Emile Parisien, Sfumato (act)

Sur scène, ce saxophoniste ressemble à un charmeur de serpent. Gigotant, se remuant dans tous les sens, le visage emplis d’expressions : Emile Parisien n’a pas fini de bouger.

Son nouvel album, Sfumato, est le fruit d’une carte blanche qui s’est formée sous le chapiteau de Marciac en 2015. Emile Parisien souvent acclamé car habitué – pour rappel, il a fait ses classes à Marciac - s’était alors entouré de ses compagnons habituels : Michel Portal, Manu Codija, Mario Costa, Simon Tailleu, mais aussi Vincent Peirani, et le pianiste allemand Joachim Kühn. En s’entourant de ces musiciens de talents et particulièrement du maitre du piano jazz Kühn, Parisien avait réussi à conquérir une fois de plus le public marciacais. L’alchimie et l’entente sur scène était tel qu’enregistrer un album en devenait une évidence.

Sfumato, c’est aussi une manière de voir les choses autrement artistiquement.
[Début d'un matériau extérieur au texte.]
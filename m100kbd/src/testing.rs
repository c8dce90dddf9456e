//! Test doubles for the matrix lines, the clock and the emitter.

use std::cell::{Cell, RefCell};
use std::collections::{HashMap, HashSet, VecDeque};
use std::io;
use std::time::Duration;
use m100kbd_gpio::{GpioError, GpioResult};
use m100kbd_gpio::keypad::MatrixLines;
use crate::clock::Clock;
use crate::config::{COLUMNS, ROWS};
use crate::emitter::Emitter;
use crate::keymap::KeyCode;
use crate::layer::Action;

#[derive(Copy, Clone, Debug, Eq, PartialEq)]
pub enum LineEvent {
    Assert(usize),
    Deassert(usize),
    Read(usize),
}

/// In-memory key matrix.
///
/// Reads of a scripted line consume its script first and then fall back to whether
/// the key is held.
#[derive(Debug, Default)]
pub struct FakeMatrix {
    held: RefCell<HashSet<(usize, usize)>>,
    scripts: RefCell<HashMap<(usize, usize), VecDeque<bool>>>,
    asserted: Cell<Option<usize>>,
    log: RefCell<Vec<LineEvent>>,
}

impl FakeMatrix {
    pub fn new() -> Self {
        Self::default()
    }

    pub fn press(&self, row: usize, column: usize) {
        self.held.borrow_mut().insert((row, column));
    }

    pub fn release(&self, row: usize, column: usize) {
        self.held.borrow_mut().remove(&(row, column));
    }

    pub fn script(&self, row: usize, column: usize, reads: impl IntoIterator<Item = bool>) {
        self.scripts
            .borrow_mut()
            .entry((row, column))
            .or_default()
            .extend(reads);
    }

    pub fn asserted(&self) -> Option<usize> {
        self.asserted.get()
    }

    pub fn log(&self) -> Vec<LineEvent> {
        self.log.borrow().clone()
    }
}

impl MatrixLines for FakeMatrix {
    fn rows(&self) -> usize {
        ROWS
    }

    fn columns(&self) -> usize {
        COLUMNS
    }

    fn read_column(&self, column: usize) -> GpioResult<bool> {
        if column >= COLUMNS {
            return Err(GpioError::InvalidArgument);
        }
        self.log.borrow_mut().push(LineEvent::Read(column));

        let Some(row) = self.asserted.get() else {
            return Ok(false);
        };
        if let Some(value) = self
            .scripts
            .borrow_mut()
            .get_mut(&(row, column))
            .and_then(|reads| reads.pop_front())
        {
            return Ok(value);
        }
        Ok(self.held.borrow().contains(&(row, column)))
    }

    fn assert_row(&self, row: usize) -> GpioResult<()> {
        if row >= ROWS {
            return Err(GpioError::InvalidArgument);
        }
        if let Some(other) = self.asserted.get() {
            panic!("row {} asserted while row {} is still asserted", row, other);
        }
        self.asserted.set(Some(row));
        self.log.borrow_mut().push(LineEvent::Assert(row));
        Ok(())
    }

    fn deassert_row(&self, row: usize) -> GpioResult<()> {
        if row >= ROWS {
            return Err(GpioError::InvalidArgument);
        }
        if self.asserted.get() == Some(row) {
            self.asserted.set(None);
        }
        self.log.borrow_mut().push(LineEvent::Deassert(row));
        Ok(())
    }
}

/// Virtual time that only moves when something sleeps.
#[derive(Debug, Default)]
pub struct ManualClock {
    now: Cell<Duration>,
    sleeps: RefCell<Vec<Duration>>,
}

impl ManualClock {
    pub fn new() -> Self {
        Self::default()
    }

    pub fn advance(&self, duration: Duration) {
        self.now.set(self.now.get() + duration);
    }

    pub fn sleeps(&self) -> Vec<Duration> {
        self.sleeps.borrow().clone()
    }
}

impl Clock for ManualClock {
    fn now(&self) -> Duration {
        self.now.get()
    }

    fn sleep(&self, duration: Duration) {
        self.sleeps.borrow_mut().push(duration);
        self.advance(duration);
    }
}

/// Records every emitted event as the [Action] it came from.
#[derive(Debug, Default)]
pub struct RecordingEmitter {
    pub actions: Vec<Action>,
    pub fail: bool,
}

impl RecordingEmitter {
    pub fn new() -> Self {
        Self::default()
    }

    fn record(&mut self, action: Action) -> io::Result<()> {
        if self.fail {
            return Err(io::Error::new(io::ErrorKind::BrokenPipe, "device gone"));
        }
        self.actions.push(action);
        Ok(())
    }
}

impl Emitter for RecordingEmitter {
    fn click(&mut self, key: KeyCode) -> io::Result<()> {
        self.record(Action::Click(key))
    }

    fn combo(&mut self, modifier: KeyCode, key: KeyCode) -> io::Result<()> {
        self.record(Action::Combo { modifier, key })
    }

    fn raw_event(&mut self, type_code: u16, scan_code: u16) -> io::Result<()> {
        self.record(Action::Raw { type_code, scan_code })
    }
}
A l’origine, ce terme désigne une technique picturale, utilisée par des grands noms de la peinture renaissance comme de Vinci ou Vermeer, pour donner un aspect vaporeux et imprécis à un tableau, et qui s’oppose à l’accentuation et à la vigueur du trait. C’est aussi ça qui fait la force du son d’Emile : imprévisible et difficilement descriptible tant il est éclectique, même s’il reste dans une veine purement jazz.

Chaque instrumentiste, parfaitement représenté sans jamais prendre le pas sur l’un ou sur l’autre, joue un personnage. Ils s’amusent entre eux, tout en partageant leurs univers, et nous racontent des histoires, parfois en plusieurs chapitres comme dans Le Clown Tueur de la fête foraine en trois parties ou Balladibiza. L’album est une balade à l’ambiance assez sombre, et ce dès le Préambule ; on a l’impression d’être dans l’obscurité la plus total, dans le brouillard, et d’avancer à tâtons, en se laissant guider par les notes du saxophoniste et de son quintet, qui se font des fois de plus en plus pressante. Parfois, on entend des accents de free jazz, comme sur Duet for Daniel Humair, joli hommage en piano-sax soprano.

Ainsi, Emile Parisien nous montre une nouvelle fois qu’il sait s’entourer, et que le jazz est un terrain vaste, que l’on peut explorer sans crainte, même si tout n’est pas à découvert… mais plutôt en Sfumato.